Maybe Health Minister Jerome Kennedy just isn’t one of those detail guys.
After all, as a Memorial University librarian pointed out earlier this week, it’s clear Kennedy isn’t aware of basic numbers, like the average family income in this province. He seems to be convinced that the average family makes $35,000, while even three years ago, the number was actually more than $69,000.
Rather embarrassing gaffe for a former finance minister, wouldn’t you think?
But back to Kennedy’s current job, and the bunch of holes that are appearing in his stated goal of making sure the public has “complete and accurate” information about doctors’ pay — because Kennedy’s information has been anything but clear and accurate.
"Part of government’s responsibility is to ensure the public has access to complete and accurate information to allow them to fully understand the nature of the issue under discussion — in this case, the resignation of a number of salaried specialists," Kennedy said, while saying that at least seven of the salaried specialists who are resigning also receive stipends above their base salaries for clinical work or for teaching at Memorial University — and, technically, that’s true.
This is what Kennedy said on Nov. 8: “One point I wanted to make that wasn’t clear on Friday was the issue of the actual salary that some of these individuals get. Out of the 13 specialists who resigned last week, at least seven of them also receive a stipend of anywhere from $60,000 to $100,000 as a result of teaching at Memorial University or involved in Eastern Health.”
But what Kennedy didn’t point out — too cute by half — is that those same doctors also have their base salaries cut back to account for the fact that their time is restricted by teaching duties.
Now, maybe he didn’t know that, either. For Kennedy’s information, here’s the clause from an arbitration award in 2003 that states the process clearly.
“Some salaried physicians are also employed with Memorial University of Newfoundland and Labrador Medical School where they have teaching and research commitments and are designated geographic full time (“GFT”). GFT salaried physicians provide a reduced level of patient care services, and therefore receive a maximum of 80 per cent of the established salary scale.”
What does that mean?
Well, a salaried specialist would make around $183,000 a year in base pay. Kennedy would have you total that up with stipends for teaching to a great big global number.
But the fact is that the doctors involved don’t make that base pay; they lose, at a minimum, $36,600 off that base salary as a result of their teaching duties, so that their base is only $146,400. They get that 80 per cent of their salary even if they work 100 per cent of their clinical hours, as many of them do. It’s still a ton of money, but that’s the complete and accurate information that Kennedy carefully didn’t release.
Maybe Kennedy just didn’t realize that. Maybe the premier didn’t either, when he later supported the release of just part of the facts.

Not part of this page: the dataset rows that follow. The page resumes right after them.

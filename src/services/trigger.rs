//! Binds pipeline runs to host events.
//!
//! Both `ready` and `appmessage` start a full run. Runs are not debounced or
//! cancelled: a slow run started earlier can finish after a newer one and
//! overwrite the watch display with older data.

use futures::FutureExt;
use std::sync::Arc;
use tracing::Instrument;
use uuid::Uuid;

use crate::services::events::{CompanionEvent, EventBus, EventHandler, EventName, SubscriptionId};
use crate::services::pipeline::Pipeline;

/// Active subscriptions for one bound pipeline.
#[derive(Debug)]
pub struct EventTrigger {
    subscriptions: Vec<(EventName, SubscriptionId)>,
}

impl EventTrigger {
    /// Subscribe `pipeline` to every event that should refresh the watch.
    pub fn bind(bus: &EventBus, pipeline: Arc<Pipeline>) -> Self {
        let subscriptions = [EventName::Ready, EventName::AppMessage]
            .into_iter()
            .map(|name| (name, bus.subscribe(name, run_handler(pipeline.clone()))))
            .collect();
        Self { subscriptions }
    }

    pub fn unbind(self, bus: &EventBus) {
        for (name, id) in self.subscriptions {
            bus.unsubscribe(name, id);
        }
    }
}

fn run_handler(pipeline: Arc<Pipeline>) -> EventHandler {
    Arc::new(move |event: CompanionEvent| {
        let pipeline = pipeline.clone();
        let span = tracing::info_span!("run", run_id = %Uuid::new_v4(), trigger = %event.name());

        async move {
            match &event {
                CompanionEvent::Ready => tracing::info!("Companion ready"),
                CompanionEvent::AppMessage { payload } => {
                    tracing::info!(payload = ?payload, "Message received from watch")
                }
            }

            if let Err(e) = pipeline.run().await {
                tracing::warn!(stage = e.stage(), "Weather refresh abandoned: {}", e);
            }
        }
        .instrument(span)
        .boxed()
    })
}

#[cfg(test)]
mod tests {
    use super::*;
    use crate::services::pipeline::test_support::{pipeline, RecordingChannel};
    use crate::services::settings::{MemorySettingsStore, Settings};
    use serde_json::json;
    use std::time::Duration;
    use wiremock::matchers::method;
    use wiremock::{Mock, MockServer, ResponseTemplate};

    async fn weather_server(delay: Duration) -> MockServer {
        let mock_server = MockServer::start().await;
        Mock::given(method("GET"))
            .respond_with(
                ResponseTemplate::new(200)
                    .set_body_json(json!({ "weather": [{ "main": "Clear" }], "main": { "temp": 300.0 } }))
                    .set_delay(delay),
            )
            .mount(&mock_server)
            .await;
        mock_server
    }

    fn settings() -> Arc<MemorySettingsStore> {
        Arc::new(MemorySettingsStore::new(Settings::from(json!({ "APIKEY": "U" }))))
    }

    #[tokio::test]
    async fn test_back_to_back_triggers_run_independently() {
        let mock_server = weather_server(Duration::from_millis(50)).await;
        let channel = Arc::new(RecordingChannel::default());
        let bus = EventBus::new();
        let _trigger = EventTrigger::bind(
            &bus,
            Arc::new(pipeline(settings(), None, &mock_server.uri(), channel.clone())),
        );

        let mut handles = bus.emit(CompanionEvent::Ready);
        handles.extend(bus.emit(CompanionEvent::AppMessage {
            payload: Some(json!({ "REQUEST": 1 })),
        }));
        assert_eq!(handles.len(), 2);

        for handle in handles {
            handle.await.unwrap();
        }

        assert_eq!(channel.count(), 2);
        assert_eq!(mock_server.received_requests().await.unwrap().len(), 2);
    }

    #[tokio::test]
    async fn test_failed_run_does_not_affect_next_trigger() {
        let mock_server = weather_server(Duration::ZERO).await;
        let store = settings();
        store.replace(Settings::default());
        let channel = Arc::new(RecordingChannel::default());
        let bus = EventBus::new();
        let _trigger = EventTrigger::bind(
            &bus,
            Arc::new(pipeline(store.clone(), None, &mock_server.uri(), channel.clone())),
        );

        for handle in bus.emit(CompanionEvent::Ready) {
            handle.await.unwrap();
        }
        assert_eq!(channel.count(), 0);

        store.replace(Settings::from(json!({ "APIKEY": "U" })));
        for handle in bus.emit(CompanionEvent::AppMessage { payload: None }) {
            handle.await.unwrap();
        }
        assert_eq!(channel.count(), 1);
    }

    #[tokio::test]
    async fn test_unbind_stops_runs() {
        let mock_server = weather_server(Duration::ZERO).await;
        let channel = Arc::new(RecordingChannel::default());
        let bus = EventBus::new();
        let trigger = EventTrigger::bind(
            &bus,
            Arc::new(pipeline(settings(), None, &mock_server.uri(), channel.clone())),
        );

        trigger.unbind(&bus);

        assert!(bus.emit(CompanionEvent::Ready).is_empty());
        assert_eq!(channel.count(), 0);
    }
}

It’s not the only place that Kennedy’s full public disclosure has been full of holes. Take his argument that doctors get 10 weeks of guaranteed holidays every year. Lumped into that number was nine statutory holidays that the doctors don’t necessarily get, and two weeks of study leave that doctors get only once — to complete their registration exams. Another one of those weeks is supposed to make up for every scrap of unpaid overtime that doctors work during a year — a swap that is woefully inadequate to make up for what is often hundreds of hours of overtime.
When a group of doctors was asked about Kennedy’s 10-week claim, they literally burst into laughter.

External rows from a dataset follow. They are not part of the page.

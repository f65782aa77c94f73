use stonebolt::{
    btree::table::BTreeTable,
    config::Config,
    database::Database,
    storage::{Column, Rid, Schema, Type, Value},
    transaction::Transaction,
    utils::init_log,
};

fn small_page_config() -> Config {
    // a tiny page size packs only a handful of entries per node, so a
    // few hundred sequential inserts already force several levels of
    // splits — deep enough that a redistribute's separator fix-up has
    // to reach past the immediate parent to land correctly.
    Config { page_size: 160, ..Config::new(std::env::temp_dir().join(format!("stonebolt_btree_structure_{}", std::process::id()))) }
}

fn key_schema() -> Schema {
    Schema::new(vec![Column::new("id", Type::Int32, true)])
}

/// Builds a multi-level tree (ascending inserts, the split-heavy case),
/// then deletes every seventh key to force redistributes/merges across
/// several levels. If `maintain_parent` failed to propagate a corrected
/// separator to some ancestor above the immediate parent, that ancestor
/// would still route searches using the stale key and either lose
/// entries from a full scan or return the wrong rid for a surviving
/// key — both are asserted against here.
#[test]
fn ancestor_separators_stay_consistent_after_deletes() {
    init_log();
    Database::init(small_page_config());

    let table_id = Database::mut_catalog().create_table("pts", key_schema(), vec![0]).unwrap();
    let index_id = Database::catalog().table(table_id).unwrap().primary_index().id;
    let index = BTreeTable::new(index_id, key_schema());

    let n = 600;
    let tx = Transaction::new();
    for i in 0..n {
        index.insert_entry(&tx, vec![Value::Int32(i)], Rid::new(i as u32, 0)).unwrap();
    }
    tx.commit().unwrap();

    let tx = Transaction::new();
    let mut deleted = Vec::new();
    for i in (0..n).step_by(7) {
        index.delete_entry(&tx, &vec![Value::Int32(i)], Rid::new(i as u32, 0)).unwrap();
        deleted.push(i);
    }
    tx.commit().unwrap();

    let tx = Transaction::new();
    for i in 0..n {
        let rids = index.search_equal(&tx, &vec![Value::Int32(i)]).unwrap();
        if deleted.contains(&i) {
            assert!(rids.is_empty(), "key {} should have been deleted", i);
        } else {
            assert_eq!(rids, vec![Rid::new(i as u32, 0)], "key {} routed to the wrong rid", i);
        }
    }

    let remaining: Vec<i32> = index
        .iter(&tx)
        .unwrap()
        .map(|(key, _rid)| match key[0] {
            Value::Int32(v) => v,
            _ => unreachable!(),
        })
        .collect();
    tx.commit().unwrap();

    let mut expected: Vec<i32> = (0..n).filter(|i| !deleted.contains(i)).collect();
    expected.sort();
    assert_eq!(remaining, expected, "full scan must stay sorted and complete after cross-level redistribution");
}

Perhaps Kennedy didn’t read the leave clauses either.
Then, there’s the privacy commissioner’s report Kennedy almost certainly didn’t read, before he said in a news release that the privacy commissioner ruled in an April 16, 2008 decision that where salaries and benefits are paid from the public purse, the public has a right to know "not only the amounts to which an employee is entitled, but, for example, the amounts of severance pay or reimbursements for expenses actually received."

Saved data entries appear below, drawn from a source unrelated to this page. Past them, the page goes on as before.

use crate::{
    btree::{key::Key, table::{BTreeTable, BTreeTableIterator}},
    catalog::TableInfo,
    database::Database,
    predicate::Predicate,
    storage::{heap::file::HeapFile, Rid, Schema, Tuple, Value},
    transaction::{LockKey, LockMode, Transaction},
    types::DbResult,
};

use super::Executor;

/// `Equal` is the point-lookup fast path: one tree probe for an exact
/// key, then a heap fetch per matching rid. `Range` descends once to
/// `lower` and stops at `upper`, pushing the bound into the tree walk
/// itself rather than filtering a full scan. `ModeOne` is for a
/// composite index when the available equality predicates cover only a
/// non-leading subset of its columns (spec's "mode-one" variant): no
/// single bounded descent can be built, so every leaf entry is visited
/// and `fixed` (key-position, value) pairs are tested against the
/// stored key before a heap fetch. Bounds for both come from the
/// index's own extent rather than a hardcoded min/max of the column's
/// type.
pub enum IndexScanMode {
    Equal(Key),
    Range { lower: Option<Key>, upper: Option<Key> },
    ModeOne { fixed: Vec<(usize, Value)> },
}

pub struct IndexScanExec<'a> {
    tx: &'a Transaction,
    table: &'a BTreeTable,
    heap: HeapFile,
    table_id: u32,
    schema: Schema,
    mode: IndexScanMode,
    filter: Option<Predicate>,

    results: Option<std::vec::IntoIter<Rid>>,
    mode_one_iter: Option<BTreeTableIterator<'a>>,
    mode_one_fixed: Vec<(usize, Value)>,
}

impl<'a> IndexScanExec<'a> {
    pub fn new(tx: &'a Transaction, table: &'a BTreeTable, info: &TableInfo, mode: IndexScanMode, filter: Option<Predicate>) -> Self {
        Self {
            tx,
            table,
            heap: HeapFile::new(info.id, info.record_size, Database::config().page_size),
            table_id: info.id,
            schema: info.schema.clone(),
            mode,
            filter,
            results: None,
            mode_one_iter: None,
            mode_one_fixed: Vec::new(),
        }
    }

    pub fn next_row(&mut self) -> DbResult<Option<(Rid, Tuple)>> {
        loop {
            let rid = match &mut self.mode_one_iter {
                Some(it) => {
                    let fixed = &self.mode_one_fixed;
                    loop {
                        match it.next() {
                            Some((key, rid)) => {
                                if fixed.iter().all(|(pos, v)| key.get(*pos) == Some(v)) {
                                    break Some(rid);
                                }
                            }
                            None => break None,
                        }
                    }
                }
                None => match &mut self.results {
                    Some(it) => it.next(),
                    None => None,
                },
            };
            let rid = match rid {
                Some(rid) => rid,
                None => return Ok(None),
            };

            Database::mut_lock_manager().acquire(self.tx, LockKey::Record(self.table_id, rid), LockMode::S)?;
            let tuple = {
                let mut bp = Database::mut_buffer_pool();
                self.heap.get(&mut bp, &self.schema, rid)?
            };
            let tuple = match tuple {
                Some(t) => t,
                // the index entry outlived the heap row, e.g. raced with a
                // concurrent delete that hasn't cleaned up the index yet
                None => continue,
            };

            if let Some(filter) = &self.filter {
                if !filter.matches(&tuple) {
                    continue;
                }
            }
            return Ok(Some((rid, tuple)));
        }
    }
}

impl Executor for IndexScanExec<'_> {
    fn open(&mut self) -> DbResult<()> {
        Database::mut_lock_manager().acquire(self.tx, LockKey::Table(self.table_id), LockMode::IS)?;
        match &self.mode {
            IndexScanMode::Equal(key) => {
                let rids = self.table.search_equal(self.tx, key)?;
                self.results = Some(rids.into_iter());
            }
            IndexScanMode::Range { lower, upper } => {
                let rids = self.table.search_range(self.tx, lower.as_ref(), upper.as_ref())?;
                self.results = Some(rids.into_iter());
            }
            IndexScanMode::ModeOne { fixed } => {
                self.mode_one_fixed = fixed.clone();
                self.mode_one_iter = Some(self.table.iter(self.tx)?);
            }
        }
        Ok(())
    }

    fn next(&mut self) -> DbResult<Option<Tuple>> {
        Ok(self.next_row()?.map(|(_, tuple)| tuple))
    }

    fn close(&mut self) -> DbResult<()> {
        self.results = None;
        self.mode_one_iter = None;
        Ok(())
    }

    fn schema(&self) -> &Schema {
        &self.schema
    }
}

Once again, Kennedy is right — but wrong.
In that decision, the province’s information commissioner said “the public interest in the accountability of public bodies requires that the basic elements of a public servant’s terms of employment be disclosed. … It is important to note that in cases in which these issues have been considered, it has been held that remuneration information which is to be disclosed to the public includes not only the amounts to which an employee is entitled, but, for example, the amounts of severance pay, or reimbursements for expenses actually received. These decisions are consistent with the principle that where salaries and benefits are paid from the public purse, it is appropriate that the definition be given a ‘fairly expansive interpretation’ in keeping with the purposes of transparency and accountability.”
But Kennedy, or maybe his staff, clearly didn’t read all the way to the end of that exact same report — which said that kind of information can be released if someone asks for it.
But if a government agency decides, as Kennedy did, to spontaneously release private information to gain some kind of advantage, an entirely different portion of the province’s privacy legislation comes into play, one that, the privacy commissioner wrote, at the end of that same ruling, “is intended to govern the actions of public bodies themselves, in how they collect, use and disclose personal information in the course of their administrative operations.”
Under that section of the law, public bodies need permission from individuals before they release personal information.
So, the minister of health not only released information about salaries, but used the wrong numbers when he did and cited the wrong legal authority for doing so.
That sure engenders confidence, doesn’t it?